TRY IT. Give every entry again precisely as it appears.

RECORD SET.
═══
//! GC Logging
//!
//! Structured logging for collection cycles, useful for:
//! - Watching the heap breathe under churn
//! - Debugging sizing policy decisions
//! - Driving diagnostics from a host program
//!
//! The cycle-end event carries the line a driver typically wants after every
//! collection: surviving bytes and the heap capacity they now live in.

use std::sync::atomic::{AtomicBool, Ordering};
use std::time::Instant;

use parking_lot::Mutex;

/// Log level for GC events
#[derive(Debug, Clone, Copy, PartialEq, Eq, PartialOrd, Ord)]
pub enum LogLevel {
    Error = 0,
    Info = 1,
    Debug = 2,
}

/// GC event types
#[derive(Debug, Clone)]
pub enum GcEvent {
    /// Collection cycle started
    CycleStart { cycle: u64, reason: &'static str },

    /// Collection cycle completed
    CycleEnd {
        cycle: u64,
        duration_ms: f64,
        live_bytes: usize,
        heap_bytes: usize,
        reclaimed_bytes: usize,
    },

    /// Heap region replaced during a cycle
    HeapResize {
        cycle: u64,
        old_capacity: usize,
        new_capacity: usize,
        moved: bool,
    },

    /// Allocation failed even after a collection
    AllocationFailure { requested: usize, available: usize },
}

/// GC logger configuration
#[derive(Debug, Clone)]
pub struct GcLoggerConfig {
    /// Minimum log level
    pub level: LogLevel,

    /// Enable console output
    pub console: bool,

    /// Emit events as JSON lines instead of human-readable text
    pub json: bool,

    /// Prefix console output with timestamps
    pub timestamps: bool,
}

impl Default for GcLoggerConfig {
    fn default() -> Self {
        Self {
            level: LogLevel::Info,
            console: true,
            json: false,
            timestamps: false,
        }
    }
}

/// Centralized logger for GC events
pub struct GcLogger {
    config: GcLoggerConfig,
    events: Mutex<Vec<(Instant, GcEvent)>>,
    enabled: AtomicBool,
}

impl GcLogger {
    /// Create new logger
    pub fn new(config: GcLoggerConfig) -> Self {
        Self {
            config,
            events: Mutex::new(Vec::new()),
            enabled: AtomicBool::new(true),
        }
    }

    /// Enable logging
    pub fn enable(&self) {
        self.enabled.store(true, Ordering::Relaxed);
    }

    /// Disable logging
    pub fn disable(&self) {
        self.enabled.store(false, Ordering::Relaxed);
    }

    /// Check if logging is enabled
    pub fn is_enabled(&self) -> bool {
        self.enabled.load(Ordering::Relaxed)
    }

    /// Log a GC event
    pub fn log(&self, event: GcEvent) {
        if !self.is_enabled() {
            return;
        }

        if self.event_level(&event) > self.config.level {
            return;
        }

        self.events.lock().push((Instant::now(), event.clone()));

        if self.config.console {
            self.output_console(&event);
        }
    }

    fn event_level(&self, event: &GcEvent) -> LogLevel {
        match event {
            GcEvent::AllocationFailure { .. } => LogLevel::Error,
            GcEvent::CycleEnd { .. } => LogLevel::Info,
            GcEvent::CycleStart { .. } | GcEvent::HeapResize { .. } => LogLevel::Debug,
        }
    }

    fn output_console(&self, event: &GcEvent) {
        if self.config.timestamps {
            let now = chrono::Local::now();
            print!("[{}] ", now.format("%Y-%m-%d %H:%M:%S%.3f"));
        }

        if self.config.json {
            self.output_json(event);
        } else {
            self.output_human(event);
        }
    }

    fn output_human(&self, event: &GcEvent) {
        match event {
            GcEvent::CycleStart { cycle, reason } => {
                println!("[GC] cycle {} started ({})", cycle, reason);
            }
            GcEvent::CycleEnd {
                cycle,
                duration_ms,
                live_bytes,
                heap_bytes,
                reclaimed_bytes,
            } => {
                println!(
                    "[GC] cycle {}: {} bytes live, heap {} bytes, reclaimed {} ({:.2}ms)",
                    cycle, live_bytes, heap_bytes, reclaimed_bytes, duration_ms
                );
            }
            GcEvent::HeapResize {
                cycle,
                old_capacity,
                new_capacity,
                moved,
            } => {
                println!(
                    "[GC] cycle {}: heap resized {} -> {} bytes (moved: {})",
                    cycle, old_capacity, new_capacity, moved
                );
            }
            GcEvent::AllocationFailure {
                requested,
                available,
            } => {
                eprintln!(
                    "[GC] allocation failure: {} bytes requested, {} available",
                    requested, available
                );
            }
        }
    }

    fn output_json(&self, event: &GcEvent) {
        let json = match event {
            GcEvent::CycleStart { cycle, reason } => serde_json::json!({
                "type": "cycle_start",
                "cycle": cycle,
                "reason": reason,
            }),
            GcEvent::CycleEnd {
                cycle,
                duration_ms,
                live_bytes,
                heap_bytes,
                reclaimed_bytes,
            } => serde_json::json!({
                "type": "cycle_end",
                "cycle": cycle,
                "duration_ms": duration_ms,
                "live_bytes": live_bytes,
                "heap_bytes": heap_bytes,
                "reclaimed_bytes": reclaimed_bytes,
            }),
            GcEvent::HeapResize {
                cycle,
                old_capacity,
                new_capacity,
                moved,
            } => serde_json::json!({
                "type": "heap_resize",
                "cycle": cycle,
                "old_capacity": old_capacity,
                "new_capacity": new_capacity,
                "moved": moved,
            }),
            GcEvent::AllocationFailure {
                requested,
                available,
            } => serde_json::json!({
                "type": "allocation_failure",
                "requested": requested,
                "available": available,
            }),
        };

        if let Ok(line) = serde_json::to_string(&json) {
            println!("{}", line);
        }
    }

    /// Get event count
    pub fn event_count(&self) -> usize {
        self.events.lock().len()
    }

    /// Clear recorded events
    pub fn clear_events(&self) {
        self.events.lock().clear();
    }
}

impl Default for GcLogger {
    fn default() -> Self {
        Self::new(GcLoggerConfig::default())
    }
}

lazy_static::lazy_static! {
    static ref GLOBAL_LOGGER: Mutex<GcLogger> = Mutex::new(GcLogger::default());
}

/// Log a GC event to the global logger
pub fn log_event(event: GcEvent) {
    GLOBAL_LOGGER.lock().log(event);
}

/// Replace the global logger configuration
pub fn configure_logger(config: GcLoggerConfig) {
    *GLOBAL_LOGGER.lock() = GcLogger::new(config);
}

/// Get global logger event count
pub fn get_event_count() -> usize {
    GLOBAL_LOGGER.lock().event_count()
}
═══
EXERCISE RESULT.
//! GC Logging
//!
//! Structured logging for collection cycles, useful for:
//! - Watching the heap breathe under churn
//! - Debugging sizing policy decisions
//! - Driving diagnostics from a host program
//!
//! The cycle-end event carries the line a driver typically wants after every
//! collection: surviving bytes and the heap capacity they now live in.

use std::sync::atomic::{AtomicBool, Ordering};
use std::time::Instant;

use parking_lot::Mutex;

/// Log level for GC events
#[derive(Debug, Clone, Copy, PartialEq, Eq, PartialOrd, Ord)]
pub enum LogLevel {
    Error = 0,
    Info = 1,
    Debug = 2,
}

/// GC event types
#[derive(Debug, Clone)]
pub enum GcEvent {
    /// Collection cycle started
    CycleStart { cycle: u64, reason: &'static str },

    /// Collection cycle completed
    CycleEnd {
        cycle: u64,
        duration_ms: f64,
        live_bytes: usize,
        heap_bytes: usize,
        reclaimed_bytes: usize,
    },

    /// Heap region replaced during a cycle
    HeapResize {
        cycle: u64,
        old_capacity: usize,
        new_capacity: usize,
        moved: bool,
    },

    /// Allocation failed even after a collection
    AllocationFailure { requested: usize, available: usize },
}

/// GC logger configuration
#[derive(Debug, Clone)]
pub struct GcLoggerConfig {
    /// Minimum log level
    pub level: LogLevel,

    /// Enable console output
    pub console: bool,

    /// Emit events as JSON lines instead of human-readable text
    pub json: bool,

    /// Prefix console output with timestamps
    pub timestamps: bool,
}

impl Default for GcLoggerConfig {
    fn default() -> Self {
        Self {
            level: LogLevel::Info,
            console: true,
            json: false,
            timestamps: false,
        }
    }
}

/// Centralized logger for GC events
pub struct GcLogger {
    config: GcLoggerConfig,
    events: Mutex<Vec<(Instant, GcEvent)>>,
    enabled: AtomicBool,
}

impl GcLogger {
    /// Create new logger
    pub fn new(config: GcLoggerConfig) -> Self {
        Self {
            config,
            events: Mutex::new(Vec::new()),
            enabled: AtomicBool::new(true),
        }
    }

    /// Enable logging
    pub fn enable(&self) {
        self.enabled.store(true, Ordering::Relaxed);
    }

    /// Disable logging
    pub fn disable(&self) {
        self.enabled.store(false, Ordering::Relaxed);
    }

    /// Check if logging is enabled
    pub fn is_enabled(&self) -> bool {
        self.enabled.load(Ordering::Relaxed)
    }

    /// Log a GC event
    pub fn log(&self, event: GcEvent) {
        if !self.is_enabled() {
            return;
        }

        if self.event_level(&event) > self.config.level {
            return;
        }

        self.events.lock().push((Instant::now(), event.clone()));

        if self.config.console {
            self.output_console(&event);
        }
    }

    fn event_level(&self, event: &GcEvent) -> LogLevel {
        match event {
            GcEvent::AllocationFailure { .. } => LogLevel::Error,
            GcEvent::CycleEnd { .. } => LogLevel::Info,
            GcEvent::CycleStart { .. } | GcEvent::HeapResize { .. } => LogLevel::Debug,
        }
    }

    fn output_console(&self, event: &GcEvent) {
        if self.config.timestamps {
            let now = chrono::Local::now();
            print!("[{}] ", now.format("%Y-%m-%d %H:%M:%S%.3f"));
        }

        if self.config.json {
            self.output_json(event);
        } else {
            self.output_human(event);
        }
    }

    fn output_human(&self, event: &GcEvent) {
        match event {
            GcEvent::CycleStart { cycle, reason } => {
                println!("[GC] cycle {} started ({})", cycle, reason);
            }
            GcEvent::CycleEnd {
                cycle,
                duration_ms,
                live_bytes,
                heap_bytes,
                reclaimed_bytes,
            } => {
                println!(
                    "[GC] cycle {}: {} bytes live, heap {} bytes, reclaimed {} ({:.2}ms)",
                    cycle, live_bytes, heap_bytes, reclaimed_bytes, duration_ms
                );
            }
            GcEvent::HeapResize {
                cycle,
                old_capacity,
                new_capacity,
                moved,
            } => {
                println!(
                    "[GC] cycle {}: heap resized {} -> {} bytes (moved: {})",
                    cycle, old_capacity, new_capacity, moved
                );
            }
            GcEvent::AllocationFailure {
                requested,
                available,
            } => {
                eprintln!(
                    "[GC] allocation failure: {} bytes requested, {} available",
                    requested, available
                );
            }
        }
    }

    fn output_json(&self, event: &GcEvent) {
        let json = match event {
            GcEvent::CycleStart { cycle, reason } => serde_json::json!({
                "type": "cycle_start",
                "cycle": cycle,
                "reason": reason,
            }),
            GcEvent::CycleEnd {
                cycle,
                duration_ms,
                live_bytes,
                heap_bytes,
                reclaimed_bytes,
            } => serde_json::json!({
                "type": "cycle_end",
                "cycle": cycle,
                "duration_ms": duration_ms,
                "live_bytes": live_bytes,
                "heap_bytes": heap_bytes,
                "reclaimed_bytes": reclaimed_bytes,
            }),
            GcEvent::HeapResize {
                cycle,
                old_capacity,
                new_capacity,
                moved,
            } => serde_json::json!({
                "type": "heap_resize",
                "cycle": cycle,
                "old_capacity": old_capacity,
                "new_capacity": new_capacity,
                "moved": moved,
            }),
            GcEvent::AllocationFailure {
                requested,
                available,
            } => serde_json::json!({
                "type": "allocation_failure",
                "requested": requested,
                "available": available,
            }),
        };

        if let Ok(line) = serde_json::to_string(&json) {
            println!("{}", line);
        }
    }

    /// Get event count
    pub fn event_count(&self) -> usize {
        self.events.lock().len()
    }

    /// Clear recorded events
    pub fn clear_events(&self) {
        self.events.lock().clear();
    }
}

impl Default for GcLogger {
    fn default() -> Self {
        Self::new(GcLoggerConfig::default())
    }
}

lazy_static::lazy_static! {
    static ref GLOBAL_LOGGER: Mutex<GcLogger> = Mutex::new(GcLogger::default());
}

/// Log a GC event to the global logger
pub fn log_event(event: GcEvent) {
    GLOBAL_LOGGER.lock().log(event);
}

/// Replace the global logger configuration
pub fn configure_logger(config: GcLoggerConfig) {
    *GLOBAL_LOGGER.lock() = GcLogger::new(config);
}

/// Get global logger event count
pub fn get_event_count() -> usize {
    GLOBAL_LOGGER.lock().event_count()
}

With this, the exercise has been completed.